You, me and the girl next door may see a few holes in that, and telco services have rarely set the world on fire (go on, name one that´s been invented and successful in the past ten years), but that´s Nortel´s business and who are we to criticise.

But WiMAX? Why? That was being a broadband IP pipe, nothing more, nothing less. The big diagram Nortel showed us of how everything hung together had a nice cloud of WiMAX, but a nice cloud of anything could have done the job. WiMAX, explained the second Nortello, was fast and cheap to install. LTE wasn´t even here yet. "You could call it Long Time Evolving".

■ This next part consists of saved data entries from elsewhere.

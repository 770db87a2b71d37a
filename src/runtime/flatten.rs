//! Strided tensor to flat f32 conversion

use super::context::Context;
use super::tensor::{TensorId, TensorMeta};
use crate::error::{Error, Result};
use crate::format::gguf::GgmlType;
use crate::quant::{dequantize_block, dequantize_row};
use half::f16;

/// Read every element of `meta` from `bytes` in logical order.
///
/// `bytes` starts at the tensor's first byte and spans at least
/// `meta.nbytes()`. Axis 0 advances one block at a time, so strided views
/// and block-quantized rows are both handled; quantized rows whose blocks
/// are packed back to back are dequantized in one pass. The result has
/// `meta.nelements()` values.
pub fn flatten_bytes(meta: &TensorMeta, bytes: &[u8]) -> Result<Vec<f32>> {
    let ty = meta.ty;
    let bs = ty.block_size();
    let quant = ty.to_quant_format();
    if !matches!(
        ty,
        GgmlType::F32 | GgmlType::F16 | GgmlType::I32 | GgmlType::I16 | GgmlType::I8
    ) && quant.is_none()
    {
        return Err(Error::UnsupportedType {
            ty,
            context: "tensor flattening",
        });
    }
    if bytes.len() < meta.nbytes() {
        return Err(Error::InvalidArgument {
            arg: "bytes",
            reason: format!("{} bytes for a {}-byte tensor", bytes.len(), meta.nbytes()),
        });
    }

    let [ne0, ne1, ne2, ne3] = meta.ne;
    let nb = meta.nb;
    let mut out = Vec::with_capacity(meta.nelements());
    let mut block = [0f32; 32];
    for i3 in 0..ne3 {
        for i2 in 0..ne2 {
            for i1 in 0..ne1 {
                let row = i3 * nb[3] + i2 * nb[2] + i1 * nb[1];
                if let Some(fmt) = quant.filter(|f| nb[0] == f.block_bytes()) {
                    let start = out.len();
                    out.resize(start + ne0, 0.0);
                    let end = row + fmt.storage_bytes(ne0)?;
                    dequantize_row(fmt, &bytes[row..end], &mut out[start..])?;
                    continue;
                }
                for i0 in (0..ne0).step_by(bs) {
                    let at = row + i0 / bs * nb[0];
                    match ty {
                        GgmlType::F32 => out.push(f32::from_le_bytes(le(bytes, at))),
                        GgmlType::F16 => out.push(f16::from_le_bytes(le(bytes, at)).to_f32()),
                        GgmlType::I32 => out.push(i32::from_le_bytes(le(bytes, at)) as f32),
                        GgmlType::I16 => out.push(i16::from_le_bytes(le(bytes, at)) as f32),
                        GgmlType::I8 => out.push(bytes[at] as i8 as f32),
                        _ => {
                            if let Some(fmt) = quant {
                                let src = &bytes[at..at + fmt.block_bytes()];
                                dequantize_block(fmt, src, &mut block)?;
                                out.extend_from_slice(&block[..bs]);
                            }
                        }
                    }
                }
            }
        }
    }
    Ok(out)
}

#[inline]
fn le<const N: usize>(bytes: &[u8], at: usize) -> [u8; N] {
    let mut b = [0u8; N];
    b.copy_from_slice(&bytes[at..at + N]);
    b
}

/// Flatten a tensor straight out of its backend buffer
pub fn tensor_to_float(ctx: &Context, id: TensorId) -> Result<Vec<f32>> {
    ctx.with_tensor_bytes(id, flatten_bytes)
}

/// Gather the raw element bytes of a non-block tensor in logical order
pub(crate) fn gather_elements(meta: &TensorMeta, bytes: &[u8]) -> Result<Vec<u8>> {
    if meta.ty.is_quantized() {
        return Err(Error::UnsupportedType {
            ty: meta.ty,
            context: "element gather",
        });
    }
    let ts = meta.ty.type_size();
    let [ne0, ne1, ne2, ne3] = meta.ne;
    let nb = meta.nb;
    let mut out = Vec::with_capacity(meta.nelements() * ts);
    for i3 in 0..ne3 {
        for i2 in 0..ne2 {
            for i1 in 0..ne1 {
                let row = i3 * nb[3] + i2 * nb[2] + i1 * nb[1];
                if nb[0] == ts {
                    out.extend_from_slice(&bytes[row..row + ne0 * ts]);
                } else {
                    for i0 in 0..ne0 {
                        let at = row + i0 * nb[0];
                        out.extend_from_slice(&bytes[at..at + ts]);
                    }
                }
            }
        }
    }
    Ok(out)
}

It´s just as here as WiMAX in the UK, we said (Freedom4´s sterling efforts to irradiate Droylesden, Moss Side, Rusholme, Longford, Mode Wheel Road, and Cheetham Hill notwithstanding). Well, the auction´s this summer, said the man.

Long time to wait to buy a villa, we thought.

It´s still really hard to see much money in European WiMAX, fine technology though it is, because in general there´s nothing it can do that other systems, already in place, cannot. There are exceptions, but not enough. Mobile WiMAX is a different story - or will be - but then, LTE is firmly in that window too.

I know that lots of people have spent lots of money on WiMAX and are very keen to spend more. But looking over the well-stocked graveyard of wireless data companies I still think I see a pit unfilled - and there´s no need to fill it. We will have fast mobile data at some point, and a bit of sanity now will save a lot of pain later. If Bluetooth can grow to encompass multiple radio standards to do different jobs, then WiMAX can join with LTE and everyone can push forward.

This may not be the year for expensive battles.